In the last few years atheists have become seriously organized, mobilized, visible, vocal and unapologetic about their atheism.

If there are just two things you take away from this story, they should be:

  1. Anti-atheist bigotry and discrimination, of a completely overt, very ugly kind, is real.  
  2. Atheists are no longer putting up with it. If you fuck with them, they will fuck with you right back. And they know how to do it.

Two recent events in the news illustrate this bigotry vividly. In the first, a billboard company in Ohio rejected an atheist billboard campaign -- at the last minute, the week before the billboards were scheduled to go up, after weeks of extensive discussion and planning with no hint of trouble -- because the atheist content was deemed "obscene, unnecessarily offensive and/or not in the best interests of the community at large."
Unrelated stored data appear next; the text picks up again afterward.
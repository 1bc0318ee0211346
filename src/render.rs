//! Screen drawing
//!
//! Everything is queued onto a writer and flushed once per frame, so the
//! terminal never shows a half-drawn screen.

use crate::buffer::{floor_char_boundary, LineBuffer};
use crate::editor::Editor;
use crate::syntax::HighlightSpan;
use crate::theme::ColorId;
use crossterm::{
    cursor, queue,
    style::{Attribute, Color, Print, ResetColor, SetAttribute, SetBackgroundColor, SetForegroundColor},
    terminal::{Clear, ClearType},
};
use std::io::{self, Write};
use std::ops::Range;

const SEARCH_BACKGROUND: Color = Color::AnsiValue(238);
const HELP: &str = "Ctrl-S save | Ctrl-Q quit | Ctrl-L find | Tab complete";

pub fn terminal_color(color: ColorId) -> Color {
    match color {
        ColorId::Default => Color::Reset,
        ColorId::Gray => Color::DarkGrey,
        ColorId::Red => Color::DarkRed,
        ColorId::Green => Color::DarkGreen,
        ColorId::Yellow => Color::DarkYellow,
        ColorId::Blue => Color::DarkBlue,
        ColorId::Magenta => Color::DarkMagenta,
        ColorId::Cyan => Color::DarkCyan,
        ColorId::White => Color::Grey,
        ColorId::Indexed(n) => Color::AnsiValue(n),
    }
}

fn printable(ch: char) -> char {
    match ch {
        '\t' => ' ',
        c if c.is_control() => '?',
        c => c,
    }
}

impl Editor {
    /// Draw a full frame and flush it
    pub fn draw(&self, out: &mut impl Write) -> io::Result<()> {
        queue!(out, cursor::Hide, cursor::MoveTo(0, 0))?;

        let last_row = self.row_off + self.screen_rows - 1;
        let spans = self.engine.visible_spans(self.row_off, last_row);

        for screen_row in 0..self.screen_rows {
            let row = self.row_off + screen_row;
            queue!(out, cursor::MoveTo(0, screen_row as u16))?;
            if row < self.buffer.row_count() {
                let first = spans.partition_point(|span| span.row < row);
                let end = spans.partition_point(|span| span.row <= row);
                self.draw_row(out, row, &spans[first..end])?;
            } else {
                queue!(out, SetForegroundColor(Color::DarkBlue), Print('~'), ResetColor)?;
            }
            queue!(out, Clear(ClearType::UntilNewLine))?;
        }

        self.draw_status(out)?;
        self.draw_popup(out)?;

        let cursor = self.buffer.cursor();
        let text = self.buffer.row_text(cursor.row);
        let from = floor_char_boundary(text, self.col_off.min(text.len()));
        let to = floor_char_boundary(text, cursor.col.clamp(from, text.len()));
        let x = text[from..to].chars().count();
        let y = cursor.row.saturating_sub(self.row_off);
        queue!(out, cursor::MoveTo(x as u16, y as u16), cursor::Show)?;

        out.flush()
    }

    fn search_match(&self, row: usize) -> Option<Range<usize>> {
        let (pos, len) = self.search.as_ref()?.matched?;
        (pos.row == row).then(|| pos.col..pos.col + len)
    }

    fn draw_row(&self, out: &mut impl Write, row: usize, spans: &[HighlightSpan]) -> io::Result<()> {
        let text = self.buffer.row_text(row);
        let start = floor_char_boundary(text, self.col_off.min(text.len()));
        let matched = self.search_match(row);

        let mut current = (ColorId::Default, false);
        for (offset, ch) in text[start..].char_indices().take(self.screen_cols) {
            let col = start + offset;
            let color = spans
                .iter()
                .find(|span| span.contains(row, col))
                .map_or(ColorId::Default, |span| span.color);
            let in_match = matched.as_ref().is_some_and(|m| m.contains(&col));

            if (color, in_match) != current {
                let background = if in_match { SEARCH_BACKGROUND } else { Color::Reset };
                queue!(
                    out,
                    SetForegroundColor(terminal_color(color)),
                    SetBackgroundColor(background)
                )?;
                current = (color, in_match);
            }
            queue!(out, Print(printable(ch)))?;
        }
        queue!(out, ResetColor)
    }

    fn draw_status(&self, out: &mut impl Write) -> io::Result<()> {
        let name = self
            .buffer
            .path()
            .and_then(|path| path.file_name())
            .map_or_else(|| "[No Name]".into(), |name| name.to_string_lossy());

        let cursor = self.buffer.cursor();
        let left = match &self.search {
            Some(search) => format!("Search: {} (Esc cancel, Enter confirm)", search.query),
            None => format!(
                "L{} {name} - {} lines{}",
                cursor.row + 1,
                self.buffer.row_count(),
                if self.buffer.is_dirty() { " (modified)" } else { "" }
            ),
        };
        let right = HELP;

        let width = self.screen_cols;
        let mut line: String = left.chars().take(width).collect();
        let used = line.chars().count();
        if used + right.len() < width {
            line.extend(std::iter::repeat(' ').take(width - used - right.len()));
            line.push_str(&right);
        } else {
            line.extend(std::iter::repeat(' ').take(width - used));
        }

        queue!(
            out,
            cursor::MoveTo(0, self.screen_rows as u16),
            SetAttribute(Attribute::Reverse),
            Print(line),
            SetAttribute(Attribute::Reset)
        )
    }

    /// Suggestion list under the anchored word, above it if there's no room
    fn draw_popup(&self, out: &mut impl Write) -> io::Result<()> {
        if !self.engine.is_active() {
            return Ok(());
        }
        let state = self.engine.autocomplete();
        let anchor = state.anchor;
        if anchor.row < self.row_off || anchor.row >= self.row_off + self.screen_rows {
            return Ok(());
        }

        let count = state.suggestions.len();
        let anchor_y = anchor.row - self.row_off;
        let top = if anchor_y + 1 + count <= self.screen_rows {
            anchor_y + 1
        } else {
            anchor_y.saturating_sub(count)
        };
        let x = anchor.col.saturating_sub(self.col_off).min(self.screen_cols - 1);
        let room = self.screen_cols - x;
        let width = state
            .suggestions
            .iter()
            .map(|s| s.chars().count() + 2)
            .max()
            .unwrap_or(0)
            .min(room);

        for (i, suggestion) in state.suggestions.iter().enumerate().take(self.screen_rows) {
            let label: String = format!(" {suggestion} ").chars().take(width).collect();
            let label = format!("{label:<width$}");
            queue!(out, cursor::MoveTo(x as u16, (top + i) as u16))?;
            if i == state.selected {
                queue!(out, SetAttribute(Attribute::Reverse))?;
            } else {
                queue!(out, SetBackgroundColor(Color::DarkGrey))?;
            }
            queue!(out, Print(label), SetAttribute(Attribute::Reset), ResetColor)?;
        }
        Ok(())
    }
}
In the second story, a local merchant near an atheist conference put a sign on his shop door, explicitly saying that conference attendees were not welcome in his Christian business. And he got a faceful of Internet fury for his trouble.
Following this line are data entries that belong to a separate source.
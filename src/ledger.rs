/// Failure ledger: which criterion removed each failed genome
use indexmap::IndexMap;
use std::collections::HashSet;
use std::path::Path;

use crate::error::{QcError, QcResult};
use crate::filter_engine::FilterReport;
use crate::persist::write_atomic;
use crate::stats_table::StatsTable;
use crate::tolerance::Criterion;

#[derive(Debug, Clone, Default, PartialEq)]
pub struct FailureLedger {
    entries: IndexMap<String, Criterion>,
}

impl FailureLedger {
    /// Invert per-criterion failed sets; an id failing twice is an engine bug
    pub fn from_failed<'a, I>(failed: I) -> QcResult<Self>
    where
        I: IntoIterator<Item = (Criterion, &'a [String])>,
    {
        let mut entries = IndexMap::new();
        for (criterion, ids) in failed {
            for id in ids {
                if let Some(previous) = entries.insert(id.clone(), criterion) {
                    return Err(QcError::ConsistencyViolation(format!(
                        "genome '{id}' failed both {previous} and {criterion}"
                    )));
                }
            }
        }
        Ok(FailureLedger { entries })
    }

    /// Build from a cascade run and verify it partitions `table` with the
    /// passed set
    pub fn from_report(report: &FilterReport, table: &StatsTable) -> QcResult<Self> {
        let ledger = Self::from_failed(
            report
                .steps()
                .iter()
                .map(|s| (s.criterion, s.outcome.failed())),
        )?;
        ledger.verify_partition(report.passed(), table)?;
        Ok(ledger)
    }

    /// Every id of `table` must be either passed or failed, exactly once
    pub fn verify_partition(&self, passed: &[String], table: &StatsTable) -> QcResult<()> {
        let mut seen: HashSet<&str> = HashSet::with_capacity(table.len());
        for id in passed.iter().chain(self.entries.keys()) {
            if !seen.insert(id.as_str()) {
                return Err(QcError::ConsistencyViolation(format!(
                    "genome '{id}' is both passed and failed"
                )));
            }
            if table.get(id).is_none() {
                return Err(QcError::ConsistencyViolation(format!(
                    "genome '{id}' is not in the stats table"
                )));
            }
        }
        if seen.len() != table.len() {
            return Err(QcError::ConsistencyViolation(format!(
                "{} of {} genomes were neither passed nor failed",
                table.len() - seen.len(),
                table.len()
            )));
        }
        Ok(())
    }

    pub fn len(&self) -> usize {
        self.entries.len()
    }

    pub fn is_empty(&self) -> bool {
        self.entries.is_empty()
    }

    pub fn get(&self, id: &str) -> Option<Criterion> {
        self.entries.get(id).copied()
    }

    pub fn iter(&self) -> impl Iterator<Item = (&str, Criterion)> {
        self.entries.iter().map(|(id, c)| (id.as_str(), *c))
    }

    pub fn failed(&self, criterion: Criterion) -> Vec<&str> {
        self.iter()
            .filter(|(_, c)| *c == criterion)
            .map(|(id, _)| id)
            .collect()
    }

    pub fn count(&self, criterion: Criterion) -> usize {
        self.entries.values().filter(|c| **c == criterion).count()
    }

    /// Ids of `table` not named in the ledger, in table order
    pub fn passed<'t>(&self, table: &'t StatsTable) -> Vec<&'t str> {
        table
            .ids()
            .filter(|id| !self.entries.contains_key(*id))
            .collect()
    }

    pub fn write_csv<P: AsRef<Path>>(&self, path: P) -> QcResult<()> {
        let path = path.as_ref();
        write_atomic(path, |w| {
            let mut writer = csv::Writer::from_writer(w);
            writer
                .write_record(["id", "criterion"])
                .map_err(|e| QcError::persistence(path, e))?;
            for (id, criterion) in self.iter() {
                writer
                    .write_record([id, criterion.as_str()])
                    .map_err(|e| QcError::persistence(path, e))?;
            }
            writer.flush().map_err(|e| QcError::persistence(path, e))
        })
    }

    pub fn read_csv<P: AsRef<Path>>(path: P) -> QcResult<Self> {
        let path = path.as_ref();
        let mut reader = csv::Reader::from_path(path).map_err(|e| QcError::persistence(path, e))?;
        let headers = reader
            .headers()
            .map_err(|e| QcError::persistence(path, e))?
            .clone();
        // Older reports call the column "criteria"
        let col = headers
            .iter()
            .position(|h| h == "criterion" || h == "criteria")
            .ok_or_else(|| {
                QcError::MalformedInput(format!("{}: no criterion column", path.display()))
            })?;

        let mut entries = Vec::new();
        for result in reader.records() {
            let record = result.map_err(|e| QcError::persistence(path, e))?;
            let id = record.get(0).unwrap_or("").to_string();
            let criterion = record
                .get(col)
                .unwrap_or("")
                .parse::<Criterion>()
                .map_err(|e| QcError::MalformedInput(format!("{}: {e}", path.display())))?;
            entries.push((criterion, id));
        }

        let mut ledger = FailureLedger::default();
        for (criterion, id) in entries {
            if ledger.entries.insert(id.clone(), criterion).is_some() {
                return Err(QcError::MalformedInput(format!(
                    "{}: genome '{id}' listed twice",
                    path.display()
                )));
            }
        }
        Ok(ledger)
    }
}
Don't Believe In God? Don't Try to Advertise

Let's talk about the billboards first. The Mid Ohio Atheists -- a largely humanist organization that makes regular donations to the local homeless shelter and battered women's shelter, does an "adopt a highway" litter pickup, plants flowers in community parks, and is currently doing a holiday food and blanket drive -- had been planning a billboard campaign with the LIND Media Company, scheduled to go up during the holiday season. One was going to say simply, "Don't believe in God? Neither do we." One was going to read, "There is no God. Don't believe everything you hear." (A reference to a recent Christian billboard in the area that, amusingly, sported the exact same text.) And the third was going to read, "1.6 million Ohioans know myths when they see them. Do you? American Atheists since 1963." (With pictures of Poseidon, Jesus, Santa, and Satan.)

This billboard campaign had been planned for weeks. According to Michael Adams, spokesman for Mid Ohio Atheists, "We spent several weeks exchanging emails, planning locations, and reviewing the graphics for the billboards. In late October everything was ready to go. They had the final graphic, had done the mock-ups and we had approved them. Everything seemed to be going off without a hitch and I was extremely pleased with the company."
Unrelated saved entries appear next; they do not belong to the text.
//! End-to-end species and batch runs over generated FASTA directories
#![allow(clippy::uninlined_format_args)]


use anyhow::Result;
use pretty_assertions::assert_eq;
use std::fs;
use std::path::Path;
use tempfile::TempDir;

use genomeqc::batch::{run_batch, GroupStatus};
use genomeqc::filter_engine::Allowed;
use genomeqc::guard::CompletionMarker;
use genomeqc::species::{QcOptions, QcRun, Species, SpeciesOutcome};
use genomeqc::stats_table::ColumnMap;
use genomeqc::{Criterion, QcError, ToleranceConfig};
use test_utils::{create_species, generate_dna_sequence, write_genome};

const GENOME_LENGTH: usize = 20_000;

/// Eight genomes: g0..g5 identical, g6 half length, g7 padded with unknowns
fn eight_genome_species(dir: &Path) -> Result<()> {
    let base = generate_dna_sequence(GENOME_LENGTH, 7);
    create_species(dir, 6, &base);
    write_genome(dir, "g6", &base[..GENOME_LENGTH / 2]);
    write_genome(dir, "g7", &format!("{base}{}", "N".repeat(500)));
    Ok(())
}

fn completed(outcome: SpeciesOutcome) -> QcRun {
    match outcome {
        SpeciesOutcome::Completed(run) => run,
        other => panic!("expected a completed run, got {other:?}"),
    }
}

#[test]
fn test_species_run_writes_all_artifacts() -> Result<()> {
    let temp = TempDir::new()?;
    let dir = temp.path().join("Ecoli");
    eight_genome_species(&dir)?;

    let species = Species::open(&dir, QcOptions::default())?;
    assert_eq!(species.total_genomes(), 8);
    let run = completed(species.qc()?);

    assert!(!run.reused);
    assert_eq!(run.ledger.get("g7"), Some(Criterion::Unknowns));
    assert_eq!(run.ledger.get("g6"), Some(Criterion::AssemblySize));
    assert_eq!(run.ledger.len(), 2);
    assert_eq!(run.passed, vec!["g0", "g1", "g2", "g3", "g4", "g5"]);
    assert_eq!(run.allowed[&Criterion::Unknowns], Allowed::Limit { value: 200 });
    assert_eq!(run.allowed[&Criterion::Contigs], Allowed::Unset);

    let paths = species.paths();
    assert!(paths.stats.exists());
    assert!(paths.dmx.exists());
    assert!(paths.summary.exists());
    assert!(paths.results_dir.ends_with("qc/200-3.0-3.0-3.0"));

    let failed = fs::read_to_string(&paths.failed)?;
    assert_eq!(failed, "id,criterion\ng7,unknowns\ng6,assembly_size\n");

    let summary = fs::read_to_string(&paths.summary)?;
    assert!(summary.starts_with("Ecoli\n\nUnknown Bases\nAllowed: 200\nTolerance: 200\nFiltered: 1\n"));

    let marker: CompletionMarker = serde_json::from_str(&fs::read_to_string(&paths.marker)?)?;
    assert_eq!(marker.label, "200-3.0-3.0-3.0");
    assert_eq!(marker.ids.len(), 8);
    assert_eq!(marker.allowed, run.allowed);

    let mut linked: Vec<_> = fs::read_dir(&paths.passed_dir)?
        .map(|e| e.map(|e| e.file_name().to_string_lossy().into_owned()))
        .collect::<Result<_, _>>()?;
    linked.sort();
    assert_eq!(linked.len(), 6);
    assert_eq!(linked[0], "g0.fasta");

    let colors = fs::read_to_string(&paths.leaf_colors)?;
    assert!(colors.contains("g6\tassembly_size\torange\n"));
    assert!(colors.contains("g7\tunknowns\tred\n"));
    assert!(colors.contains("g0\tpassed\tblack\n"));
    Ok(())
}

#[test]
fn test_second_run_reuses_results() -> Result<()> {
    let temp = TempDir::new()?;
    let dir = temp.path().join("Ecoli");
    eight_genome_species(&dir)?;

    let first = completed(Species::open(&dir, QcOptions::default())?.qc()?);
    let species = Species::open(&dir, QcOptions::default())?;
    let marker_before = fs::read_to_string(&species.paths().marker)?;

    let second = completed(species.qc()?);
    assert!(second.reused);
    assert_eq!(second.ledger, first.ledger);
    assert_eq!(second.allowed, first.allowed);
    assert_eq!(second.passed, first.passed);
    assert_eq!(second.summary, first.summary);
    assert_eq!(fs::read_to_string(&species.paths().marker)?, marker_before);
    Ok(())
}

#[test]
fn test_new_genome_invalidates_results() -> Result<()> {
    let temp = TempDir::new()?;
    let dir = temp.path().join("Ecoli");
    eight_genome_species(&dir)?;
    completed(Species::open(&dir, QcOptions::default())?.qc()?);

    let base = generate_dna_sequence(GENOME_LENGTH, 7);
    write_genome(&dir, "g8", &base);
    let run = completed(Species::open(&dir, QcOptions::default())?.qc()?);

    assert!(!run.reused);
    assert_eq!(run.passed.len(), 7);
    assert_eq!(run.ledger.len(), 2);
    Ok(())
}

#[test]
fn test_other_tolerances_get_their_own_directory() -> Result<()> {
    let temp = TempDir::new()?;
    let dir = temp.path().join("Ecoli");
    eight_genome_species(&dir)?;
    completed(Species::open(&dir, QcOptions::default())?.qc()?);

    let options = QcOptions {
        config: ToleranceConfig {
            max_unknowns: 1_000,
            ..ToleranceConfig::default()
        },
        link: false,
        ..QcOptions::default()
    };
    let species = Species::open(&dir, options)?;
    let run = completed(species.qc()?);

    assert!(!run.reused);
    assert_eq!(run.ledger.get("g7"), None);
    assert!(species.paths().results_dir.ends_with("qc/1000-3.0-3.0-3.0"));
    assert!(!species.paths().passed_dir.exists());
    assert!(dir.join("qc/200-3.0-3.0-3.0/allowed.json").exists());
    Ok(())
}

#[test]
fn test_legacy_columns_rerun_reuses_results() -> Result<()> {
    let temp = TempDir::new()?;
    let dir = temp.path().join("Ecoli");
    create_species(&dir, 7, &generate_dna_sequence(GENOME_LENGTH, 11));
    let options = || QcOptions {
        columns: ColumnMap::legacy(),
        ..QcOptions::default()
    };

    let first = completed(Species::open(&dir, options())?.qc()?);
    assert!(!first.reused);

    let second = completed(Species::open(&dir, options())?.qc()?);
    assert!(second.reused);
    assert_eq!(second.passed, first.passed);
    Ok(())
}

#[test]
fn test_legacy_stats_table_is_read() -> Result<()> {
    let temp = TempDir::new()?;
    let dir = temp.path().join("Ecoli");
    create_species(&dir, 6, &generate_dna_sequence(1_000, 13));
    fs::create_dir_all(dir.join("qc"))?;
    let mut legacy = String::from(",N_Count,Contigs,Assembly_Size,MASH\n");
    for i in 0..6 {
        legacy.push_str(&format!("g{i},0,1,1000,0.01\n"));
    }
    fs::write(dir.join("qc/stats.csv"), legacy)?;

    let options = QcOptions {
        columns: ColumnMap::legacy(),
        ..QcOptions::default()
    };
    let run = completed(Species::open(&dir, options)?.qc()?);
    assert_eq!(run.passed.len(), 6);
    // The matrix is only built when stats are collected
    assert!(!dir.join("qc/dmx.tsv").exists());
    Ok(())
}

#[test]
fn test_rerun_drops_links_of_newly_failed_genomes() -> Result<()> {
    let temp = TempDir::new()?;
    let dir = temp.path().join("Ecoli");
    let base = generate_dna_sequence(GENOME_LENGTH, 17);
    create_species(&dir, 7, &base);
    let first = completed(Species::open(&dir, QcOptions::default())?.qc()?);
    assert_eq!(first.passed.len(), 7);

    write_genome(&dir, "g3", &format!("{base}{}", "N".repeat(500)));
    write_genome(&dir, "g9", &base);
    let species = Species::open(&dir, QcOptions::default())?;
    let second = completed(species.qc()?);
    assert_eq!(second.ledger.get("g3"), Some(Criterion::Unknowns));

    let mut linked: Vec<String> = fs::read_dir(&species.paths().passed_dir)?
        .map(|e| e.map(|e| e.file_name().to_string_lossy().into_owned()))
        .collect::<Result<_, _>>()?;
    linked.sort();
    let mut expected: Vec<String> = second.passed.iter().map(|id| format!("{id}.fasta")).collect();
    expected.sort();
    assert_eq!(linked, expected);
    assert!(!linked.contains(&"g3.fasta".to_string()));
    Ok(())
}

#[test]
fn test_malformed_stats_keep_previous_results() -> Result<()> {
    let temp = TempDir::new()?;
    let dir = temp.path().join("Ecoli");
    eight_genome_species(&dir)?;
    let species = Species::open(&dir, QcOptions::default())?;
    completed(species.qc()?);

    let paths = species.paths().clone();
    let failed_before = fs::read(&paths.failed)?;
    let marker_before = fs::read(&paths.marker)?;

    let stats = fs::read_to_string(&paths.stats)?;
    let duplicate = stats.lines().nth(1).unwrap_or_default().to_string();
    fs::write(&paths.stats, format!("{stats}{duplicate}\n"))?;
    write_genome(&dir, "g8", &generate_dna_sequence(GENOME_LENGTH, 7));

    let err = Species::open(&dir, QcOptions::default())?
        .qc()
        .expect_err("duplicate ids must stop the species");
    assert!(matches!(
        err.downcast_ref::<QcError>(),
        Some(QcError::MalformedInput(_))
    ));
    assert_eq!(fs::read(&paths.failed)?, failed_before);
    assert_eq!(fs::read(&paths.marker)?, marker_before);
    Ok(())
}

#[test]
fn test_small_species_is_left_untouched() -> Result<()> {
    let temp = TempDir::new()?;
    let dir = temp.path().join("Rare");
    create_species(&dir, 5, &generate_dna_sequence(1_000, 3));

    let outcome = Species::open(&dir, QcOptions::default())?.qc()?;
    assert_eq!(outcome, SpeciesOutcome::TooFewGenomes { count: 5 });
    assert!(!dir.join("qc").exists());
    Ok(())
}

#[test]
fn test_batch_isolates_failing_species() -> Result<()> {
    let temp = TempDir::new()?;
    eight_genome_species(&temp.path().join("Ecoli"))?;
    create_species(&temp.path().join("Rare"), 3, &generate_dna_sequence(1_000, 3));

    let broken = temp.path().join("Broken");
    create_species(&broken, 6, &generate_dna_sequence(1_000, 5));
    fs::write(broken.join("g5.fasta"), "")?;

    let report = run_batch(temp.path(), &QcOptions::default())?;
    let statuses: Vec<_> = report
        .groups
        .iter()
        .map(|g| (g.name.as_str(), &g.status))
        .collect();

    assert_eq!(statuses.len(), 3);
    assert_eq!(statuses[0].0, "Broken");
    assert!(matches!(statuses[0].1, GroupStatus::Failed { .. }));
    assert_eq!(
        statuses[1],
        (
            "Ecoli",
            &GroupStatus::Completed {
                passed: 6,
                failed: 2,
                reused: false
            }
        )
    );
    assert_eq!(statuses[2], ("Rare", &GroupStatus::TooFewGenomes { count: 3 }));
    assert!(report.has_failures());
    assert!(temp.path().join("Ecoli/qc/200-3.0-3.0-3.0/allowed.json").exists());
    assert!(!broken.join("qc/200-3.0-3.0-3.0/allowed.json").exists());
    Ok(())
}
But then, out of nowhere, just a few days before the billboards were scheduled to go up, LIND abruptly changed gears. Vice-president Maura S. Siegenthaler sent a terse letter to Mid Ohio Atheists president Ron Stephens, saying simply, "Per the terms of our agreement, we are unable to fulfill your billboard contract. I apologize for the inconvenience, but we are cancelling the contract and you will not receive any invoices from LIND Outdoor."

MOA was understandably upset: funds had been raised and the campaign had been widely publicized in the community, and it had been scheduled for the busy holiday season. Stephens asked for an explanation -- and Siegenthaler sent an email saying:

"The inflammatory nature of the proposed displays would no doubt be considered offensive to much of the community and would be harmful to Lind's community reputation and goodwill. Lind has always and will continue to reserve the right not to publish advertisements which, in its sole opinion, are obscene, unnecessarily offensive and/or not in the best interests of the community at large."

The inflammatory nature. Obscene, unnecessarily offensive, and/or not in the best interests of the community at large.

"Don't believe in God? Neither do we."